I later asked them to explain how they came up with their estimate and it transpired that buried inside were huge contingencies. In fact a key part of the task involved understanding how an API that no one had used before worked. In reality there was a known part for which a reasonably sound estimate could be given, but also a large part of it was unknown. Like many organisations it never acknowledged that aspects of software development are often unknown and, when faced with something we’ve never done before, we are still expected to be able to say how long it will take.

Consequently I got them to break the task down into smaller parts and present those estimates instead. Most notable was an upfront piece around understanding the 3rd party API – a technical spike. This very consciously did not have an estimate attached and it allowed us to explain to the stakeholders what spikes are and how & when to use them to explore the unknown.
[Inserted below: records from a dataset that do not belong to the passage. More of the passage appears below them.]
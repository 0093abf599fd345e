//! Committing outcomes: `done`, `failed` and the terminal tail they share
//! with dedup mirroring and lease recovery.

use super::{ScriptContext, Transition, deps, keys, record};
use crate::{
    Result,
    events::QueueEvent,
    job::{HistoryEvent, Jid, JobOptions, JobRecord, JobStatus},
    retry::{Exception, retry_delay_ms},
    store::Keyspace,
};
use serde_json::Value;
use tracing::debug;

enum Lease {
    Held,
    Canceled,
    Stale,
    NotFound,
}

fn check_lease<K: Keyspace + ?Sized>(
    ks: &mut K,
    ctx: &ScriptContext,
    queue: &str,
    jid: Jid,
    worker: &str,
    token: u64,
) -> Result<Lease> {
    Ok(match record::status(ks, jid)? {
        None => Lease::NotFound,
        Some(JobStatus::Canceled) => {
            record::release_lease(ks, queue, jid);
            Lease::Canceled
        }
        Some(JobStatus::Running) if record::holds_lease(ks, ctx, queue, jid, worker, token)? => {
            Lease::Held
        }
        Some(_) => Lease::Stale,
    })
}

/// Short-circuit for every lease state but `Held`.
fn settle_early(lease: Lease, jid: Jid, worker: &str) -> Option<Transition> {
    match lease {
        Lease::Held => None,
        Lease::Canceled => Some(Transition::Canceled),
        Lease::NotFound => Some(Transition::NotFound),
        Lease::Stale => {
            debug!("Rejecting stale commit of job {} by {}", jid, worker);
            Some(Transition::Stale)
        }
    }
}

#[allow(clippy::too_many_arguments)]
pub(super) fn done<K: Keyspace + ?Sized>(
    ks: &mut K,
    ctx: &ScriptContext,
    queue: &str,
    jid: Jid,
    worker: &str,
    token: u64,
    result: Value,
    options: JobOptions,
) -> Result<Transition> {
    let lease = check_lease(ks, ctx, queue, jid, worker, token)?;
    if let Some(transition) = settle_early(lease, jid, worker) {
        return Ok(transition);
    }

    record::release_lease(ks, queue, jid);
    record::set_options(ks, jid, &options)?;
    record::set_result(ks, jid, &result)?;
    record::set_status(ks, jid, JobStatus::Completed);
    record::push_history(ks, ctx, jid, HistoryEvent::Completed)?;

    finish(ks, ctx, queue, jid, &options).map(|r| Transition::Committed(Box::new(r)))
}

#[allow(clippy::too_many_arguments)]
pub(super) fn failed<K: Keyspace + ?Sized>(
    ks: &mut K,
    ctx: &ScriptContext,
    queue: &str,
    jid: Jid,
    worker: &str,
    token: u64,
    exception: Exception,
    options: JobOptions,
) -> Result<Transition> {
    let lease = check_lease(ks, ctx, queue, jid, worker, token)?;
    if let Some(transition) = settle_early(lease, jid, worker) {
        return Ok(transition);
    }

    record::release_lease(ks, queue, jid);
    record::set_options(ks, jid, &options)?;
    record::push_history(
        ks,
        ctx,
        jid,
        HistoryEvent::Exception {
            message: exception.message.clone(),
        },
    )?;

    let retries = record::retries(ks, jid)?;
    if exception.retry && retries < options.retries {
        let attempt = retries + 1;
        record::set_retries(ks, jid, attempt);
        let delay = retry_delay_ms(exception.retry_delay, exception.progressive_delay, attempt);
        let till = ctx.now.saturating_add(delay as i64);
        record::make_delayed(ks, ctx, queue, jid, till)?;
        return Ok(Transition::Retrying { till });
    }

    let reason = if exception.retry {
        "No more retries".to_string()
    } else {
        exception.message
    };
    fail(ks, ctx, queue, jid, &options, &reason).map(|r| Transition::Committed(Box::new(r)))
}

/// Mark a job failed for good.
pub(super) fn fail<K: Keyspace + ?Sized>(
    ks: &mut K,
    ctx: &ScriptContext,
    queue: &str,
    jid: Jid,
    options: &JobOptions,
    reason: &str,
) -> Result<JobRecord> {
    record::set_failed_reason(ks, jid, reason);
    record::set_status(ks, jid, JobStatus::Failed);
    record::push_history(
        ks,
        ctx,
        jid,
        HistoryEvent::Failed {
            message: reason.to_string(),
        },
    )?;
    finish(ks, ctx, queue, jid, options)
}

/// Tail of every completed or failed transition: start the TTL, release
/// dependants, announce the outcome and settle duplicates.
pub(super) fn finish<K: Keyspace + ?Sized>(
    ks: &mut K,
    ctx: &ScriptContext,
    queue: &str,
    jid: Jid,
    options: &JobOptions,
) -> Result<JobRecord> {
    let ttl = options.ttl as i64;
    record::schedule_expiry(
        ks,
        queue,
        jid,
        ctx.now.saturating_add(ttl),
        ctx.now.saturating_add(ttl.saturating_mul(2)),
    );
    deps::resolve(ks, ctx, jid)?;

    let job = record::reread(ks, jid)?;
    let event = match job.status {
        JobStatus::Completed => QueueEvent::Completed {
            queue: queue.to_string(),
            jid,
            job: Box::new(job.clone()),
        },
        _ => QueueEvent::Failed {
            queue: queue.to_string(),
            jid,
            job: Box::new(job.clone()),
        },
    };
    record::publish(ks, &event)?;

    for raw in ks.smembers(&keys::duplicates(jid)) {
        if let Ok(duplicate) = raw.parse::<Jid>() {
            mirror(ks, ctx, duplicate, jid)?;
        }
    }
    Ok(job)
}

/// Settle `duplicate` with the terminal outcome of `original`.
pub(super) fn mirror<K: Keyspace + ?Sized>(
    ks: &mut K,
    ctx: &ScriptContext,
    duplicate: Jid,
    original: Jid,
) -> Result<()> {
    let settled = record::status(ks, duplicate)?
        .is_none_or(|status| status.is_terminal() || status == JobStatus::Expired);
    if settled {
        return Ok(());
    }
    let Some(queue) = record::queue(ks, duplicate) else {
        return Ok(());
    };

    record::copy_outcome(ks, original, duplicate);
    let copied = record::reread(ks, duplicate)?;
    let event = match copied.status {
        JobStatus::Completed => HistoryEvent::Completed,
        _ => HistoryEvent::Failed {
            message: copied.failed_reason.unwrap_or_default(),
        },
    };
    record::push_history(ks, ctx, duplicate, event)?;

    finish(ks, ctx, &queue, duplicate, &copied.options).map(|_| ())
}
This openness with the business made both them and the delivery team more comfortable. The business were now more in the loop about the bigger risks and could also see how they were being handled. Consequently they also now had the ability to learn cheaply (fail faster) by keeping the unknown work more tightly under control and avoid unexpected spiralling costs or delays.
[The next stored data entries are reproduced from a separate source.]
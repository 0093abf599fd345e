use super::{ScriptContext, keys, record};
use crate::{
    Result,
    job::{HistoryEvent, Jid},
    store::Keyspace,
};

/// Replace the visible tags of `jid`.
///
/// The tag index only grows: the job stays findable under tags it no longer
/// shows, and the `tagged` history entry keeps the provenance.
pub(super) fn set_tags<K: Keyspace + ?Sized>(
    ks: &mut K,
    ctx: &ScriptContext,
    jid: Jid,
    tags: Vec<String>,
) -> Result<bool> {
    if !record::exists(ks, jid) {
        return Ok(false);
    }

    let member = jid.to_string();
    for tag in &tags {
        ks.sadd(&keys::tag(tag), &member);
    }
    record::set_tags(ks, jid, &tags)?;
    record::push_history(ks, ctx, jid, HistoryEvent::Tagged { tags })?;
    Ok(true)
}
The benefit for the delivery team was the recognition from the business there is stuff we just don’t know how to do. For us this is hugely liberating because we can now lay our cards firmly on the table instead of hiding behind them. Instead of worrying about how much to pad our estimate to ensure we have enough contingency to cover all the stuff we definitely don’t know about, we can instead split off that work and play it out up front as a time-boxed exercise [4].Instead of being sorry that we are going to be late, again, we have the opportunity to be praised for saving the business money.

Training Wheels

What all of these tales have in common is that the end product – the actual estimate is of little importance to the team. The whole #NoEstimates movement has plenty to say on whether they are useful or not in the end, but the by-product of the process of estimating certainly has some use as a teaching aid.
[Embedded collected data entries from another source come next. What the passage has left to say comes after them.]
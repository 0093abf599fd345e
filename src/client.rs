//! Typed client of the coordination store.
//!
//! [`StoreClient`] is the only way a hive talks to its store. It stamps every
//! script with the hive id and the store's clock, unwraps replies into typed
//! results, and maintains one subscription per queue channel whose events are
//! fanned out to an in-process broadcast bus shared by bees and job handles.

use crate::{
    BeehiveError, Result,
    engine::{Dedup, NewJob, Reply, Script, ScriptContext, SweepReport, Transition, keys},
    events::{QueueEvent, queue_channel},
    job::{Jid, JobHash, JobOptions, JobRecord, JobStatus},
    retry::Exception,
    store::CoordinationStore,
};
use serde_json::Value;
use std::{
    collections::HashMap,
    sync::{Arc, Mutex, PoisonError},
    time::Duration,
};
use tokio::{
    sync::broadcast::{self, error::RecvError},
    task::JoinHandle,
};
use tracing::{debug, error, warn};

struct ClientInner {
    store: Arc<dyn CoordinationStore>,
    hive_id: String,
    bus: broadcast::Sender<QueueEvent>,
    subscriptions: Mutex<HashMap<String, JoinHandle<()>>>,
}

impl Drop for ClientInner {
    fn drop(&mut self) {
        let subscriptions = self
            .subscriptions
            .get_mut()
            .unwrap_or_else(PoisonError::into_inner);
        for (_, forwarder) in subscriptions.drain() {
            forwarder.abort();
        }
    }
}

#[derive(Clone)]
pub struct StoreClient {
    inner: Arc<ClientInner>,
}

impl StoreClient {
    pub fn new(store: Arc<dyn CoordinationStore>, hive_id: impl Into<String>, capacity: usize) -> Self {
        let (bus, _) = broadcast::channel(capacity.max(1));
        Self {
            inner: Arc::new(ClientInner {
                store,
                hive_id: hive_id.into(),
                bus,
                subscriptions: Mutex::new(HashMap::new()),
            }),
        }
    }

    pub fn hive_id(&self) -> &str {
        &self.inner.hive_id
    }

    pub fn store(&self) -> &Arc<dyn CoordinationStore> {
        &self.inner.store
    }

    /// Receive every event of every queue this client is subscribed to.
    pub fn events(&self) -> broadcast::Receiver<QueueEvent> {
        self.inner.bus.subscribe()
    }

    /// Forward the events of `queue` to the bus. Idempotent.
    pub async fn queue_subscribe(&self, queue: &str) -> Result<()> {
        if self.is_subscribed(queue) {
            return Ok(());
        }

        let mut messages = self.inner.store.subscribe(&queue_channel(queue)).await?;
        let bus = self.inner.bus.clone();
        let channel = queue.to_string();

        let mut subscriptions = self
            .inner
            .subscriptions
            .lock()
            .unwrap_or_else(PoisonError::into_inner);
        if subscriptions.contains_key(queue) {
            // lost a race with a concurrent subscriber
            return Ok(());
        }

        debug!("Subscribing to queue {}", queue);
        let forwarder = tokio::spawn(async move {
            loop {
                match messages.recv().await {
                    Ok(message) => match QueueEvent::decode(&message) {
                        Ok(event) => {
                            // no receivers is fine
                            let _ = bus.send(event);
                        }
                        Err(e) => warn!("Dropping malformed event on queue {}: {}", channel, e),
                    },
                    Err(RecvError::Lagged(skipped)) => {
                        warn!("Queue {} subscription lagged by {} events", channel, skipped);
                    }
                    Err(RecvError::Closed) => break,
                }
            }
        });
        subscriptions.insert(queue.to_string(), forwarder);
        Ok(())
    }

    fn is_subscribed(&self, queue: &str) -> bool {
        self.inner
            .subscriptions
            .lock()
            .unwrap_or_else(PoisonError::into_inner)
            .contains_key(queue)
    }

    /// Stop forwarding every queue.
    pub fn unsubscribe_all(&self) {
        let mut subscriptions = self
            .inner
            .subscriptions
            .lock()
            .unwrap_or_else(PoisonError::into_inner);
        for (_, forwarder) in subscriptions.drain() {
            forwarder.abort();
        }
    }

    async fn call(&self, script: Script) -> Result<Reply> {
        let name = script.name();
        let now = self.inner.store.time().await?;
        let ctx = ScriptContext::new(self.inner.hive_id.clone(), now);
        self.inner.store.eval(ctx, script).await.map_err(|e| {
            error!("Script {} failed: {}", name, e);
            e
        })
    }

    /// Submit a job. Fails with `Canceled` when its parent was canceled.
    pub async fn job_put(&self, job: NewJob) -> Result<JobRecord> {
        self.queue_subscribe(&job.queue).await?;
        let jid = job.jid;
        match self.call(Script::Put(job)).await? {
            Reply::Put(Some(record)) => Ok(*record),
            Reply::Put(None) => Err(BeehiveError::Canceled { jid }),
            other => Err(unexpected("job/put", &other)),
        }
    }

    pub async fn job_pop(
        &self,
        queue: &str,
        worker: &str,
        max: usize,
        lease: Duration,
    ) -> Result<Vec<JobRecord>> {
        let script = Script::Pop {
            queue: queue.to_string(),
            worker: worker.to_string(),
            max,
            lease_ms: lease.as_millis() as u64,
        };
        match self.call(script).await? {
            Reply::Pop(jobs) => Ok(jobs),
            other => Err(unexpected("job/pop", &other)),
        }
    }

    pub async fn job_done(
        &self,
        job: &JobRecord,
        worker: &str,
        result: Value,
        options: JobOptions,
    ) -> Result<Transition> {
        let script = Script::Done {
            queue: job.queue.clone(),
            jid: job.jid,
            worker: worker.to_string(),
            lease: job.lease,
            result,
            options,
        };
        match self.call(script).await? {
            Reply::Done(transition) => Ok(transition),
            other => Err(unexpected("job/done", &other)),
        }
    }

    pub async fn job_failed(
        &self,
        job: &JobRecord,
        worker: &str,
        exception: Exception,
        options: JobOptions,
    ) -> Result<Transition> {
        let script = Script::Failed {
            queue: job.queue.clone(),
            jid: job.jid,
            worker: worker.to_string(),
            lease: job.lease,
            exception,
            options,
        };
        match self.call(script).await? {
            Reply::Failed(transition) => Ok(transition),
            other => Err(unexpected("job/failed", &other)),
        }
    }

    /// The record as stored, whatever its status; `None` once deleted.
    pub async fn job_record(&self, jid: Jid) -> Result<Option<JobRecord>> {
        match self.call(Script::Load { jid }).await? {
            Reply::Load(record) => Ok(record.map(|r| *r)),
            other => Err(unexpected("job/load", &other)),
        }
    }

    /// Load a job that can still produce or report an outcome.
    ///
    /// Fails with "Not found" once deleted, "Expired" past its TTL and
    /// "Canceled" when it (or the original it duplicates) was canceled.
    pub async fn job_load(&self, jid: Jid) -> Result<JobRecord> {
        let record = self
            .job_record(jid)
            .await?
            .ok_or_else(|| BeehiveError::JobNotFound {
                jid: jid.to_string(),
            })?;

        let original = record.duplicate.as_ref().map(|d| d.status);
        if record.status == JobStatus::Expired || original == Some(JobStatus::Expired) {
            return Err(BeehiveError::Expired { jid });
        }
        if record.status == JobStatus::Canceled || original == Some(JobStatus::Canceled) {
            return Err(BeehiveError::Canceled { jid });
        }
        Ok(record)
    }

    pub async fn job_hash(&self, job: &JobRecord, hash: JobHash, worker: &str) -> Result<Dedup> {
        let script = Script::Hash {
            queue: job.queue.clone(),
            jid: job.jid,
            hash,
            worker: worker.to_string(),
            lease: job.lease,
        };
        match self.call(script).await? {
            Reply::Hash(dedup) => Ok(dedup),
            other => Err(unexpected("job/hash", &other)),
        }
    }

    pub async fn job_set_tags(&self, jid: Jid, tags: Vec<String>) -> Result<()> {
        match self.call(Script::SetTags { jid, tags }).await? {
            Reply::SetTags(true) => Ok(()),
            Reply::SetTags(false) => Err(BeehiveError::JobNotFound {
                jid: jid.to_string(),
            }),
            other => Err(unexpected("job/tags", &other)),
        }
    }

    pub async fn job_cancel(&self, jid: Jid, grace: Duration) -> Result<()> {
        let script = Script::Cancel {
            jid,
            grace_ms: grace.as_millis() as u64,
        };
        match self.call(script).await? {
            Reply::Cancel(true) => Ok(()),
            Reply::Cancel(false) => Err(BeehiveError::JobNotFound {
                jid: jid.to_string(),
            }),
            other => Err(unexpected("job/cancel", &other)),
        }
    }

    /// Announce worker progress to every handle of the job.
    pub async fn job_progress(&self, queue: &str, jid: Jid, progress: Value) -> Result<()> {
        let event = QueueEvent::Progress {
            queue: queue.to_string(),
            jid,
            progress,
        };
        self.inner
            .store
            .publish(&queue_channel(queue), event.encode()?)
            .await?;
        Ok(())
    }

    /// Position of a ready job in its queue, `None` unless it is waiting there.
    pub async fn job_rank(&self, queue: &str, jid: Jid) -> Result<Option<usize>> {
        self.inner
            .store
            .zrank(&keys::ready(queue), &jid.to_string())
            .await
    }

    pub async fn bee_heartbeat(
        &self,
        queue: &str,
        worker: &str,
        lease: Duration,
        ttl: Duration,
    ) -> Result<usize> {
        let script = Script::Heartbeat {
            queue: queue.to_string(),
            worker: worker.to_string(),
            lease_ms: lease.as_millis() as u64,
            ttl_ms: ttl.as_millis() as u64,
        };
        match self.call(script).await? {
            Reply::Heartbeat(refreshed) => Ok(refreshed),
            other => Err(unexpected("bee/heartbeat", &other)),
        }
    }

    pub async fn bee_expired(&self, queue: &str) -> Result<SweepReport> {
        let script = Script::Expired {
            queue: queue.to_string(),
        };
        match self.call(script).await? {
            Reply::Expired(report) => Ok(report),
            other => Err(unexpected("bee/expired", &other)),
        }
    }

    /// Jobs tagged with every one of `tags`.
    pub async fn search(&self, tags: &[String]) -> Result<Vec<Jid>> {
        if tags.is_empty() {
            return Ok(Vec::new());
        }
        let keys: Vec<String> = tags.iter().map(|tag| keys::tag(tag)).collect();
        let members = self.inner.store.sinter(&keys).await?;
        Ok(members
            .iter()
            .filter_map(|member| member.parse().ok())
            .collect())
    }

    /// Ready plus delayed jobs of a queue.
    pub async fn queue_size(&self, queue: &str) -> Result<usize> {
        let script = Script::Size {
            queue: queue.to_string(),
        };
        match self.call(script).await? {
            Reply::Size(size) => Ok(size),
            other => Err(unexpected("queue/size", &other)),
        }
    }
}

fn unexpected(script: &str, reply: &Reply) -> BeehiveError {
    BeehiveError::store(format!("Unexpected reply to {}: {:?}", script, reply))
}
A mature (agile) team will already be able to break work down into smaller chunks, analyse the risks and prioritise it so that the most valuable is done first (or risks reduced). But an inexperienced team that has had little direct contact with its stakeholders may choose to go through this process as a way of gaining trust with the business.

In the beginning both sides may be at odds, both believing that the other side doesn’t really care about what is important to them. Estimation could be used as a technique that allows the technical side to “show it’s workings” to the other side, just as an exam student proves to the examiner that they didn’t just stumble upon the answer through luck.

As trust eventually grows and the joint understandings of “value” take shape, along with a display of continuous delivery of the business’s (ever changing) preferred features, the task of estimation falls away to leave those useful practices which always underpinned it. At this point the training wheels have come off and the team feels liberated from the tyranny of arbitrary deadlines.

 

[1] This is how process improvement used to take place (if at all) before retrospectives came along.

[2] Without direct involvement from the customer all communication was channelled through the project manager. Whilst well-meaning (to protect the team) this created more problems than it solved.

[3] I guess I’m a “busy-body” because I have always enjoyed sticking my nose in and finding out what others are up to, mostly to see if they’d like my help.

[4] The common alternative to missing your deadline and being held to it is to work longer hours and consequently lose morale. Either way the business eventually loses, not that they will always realise that.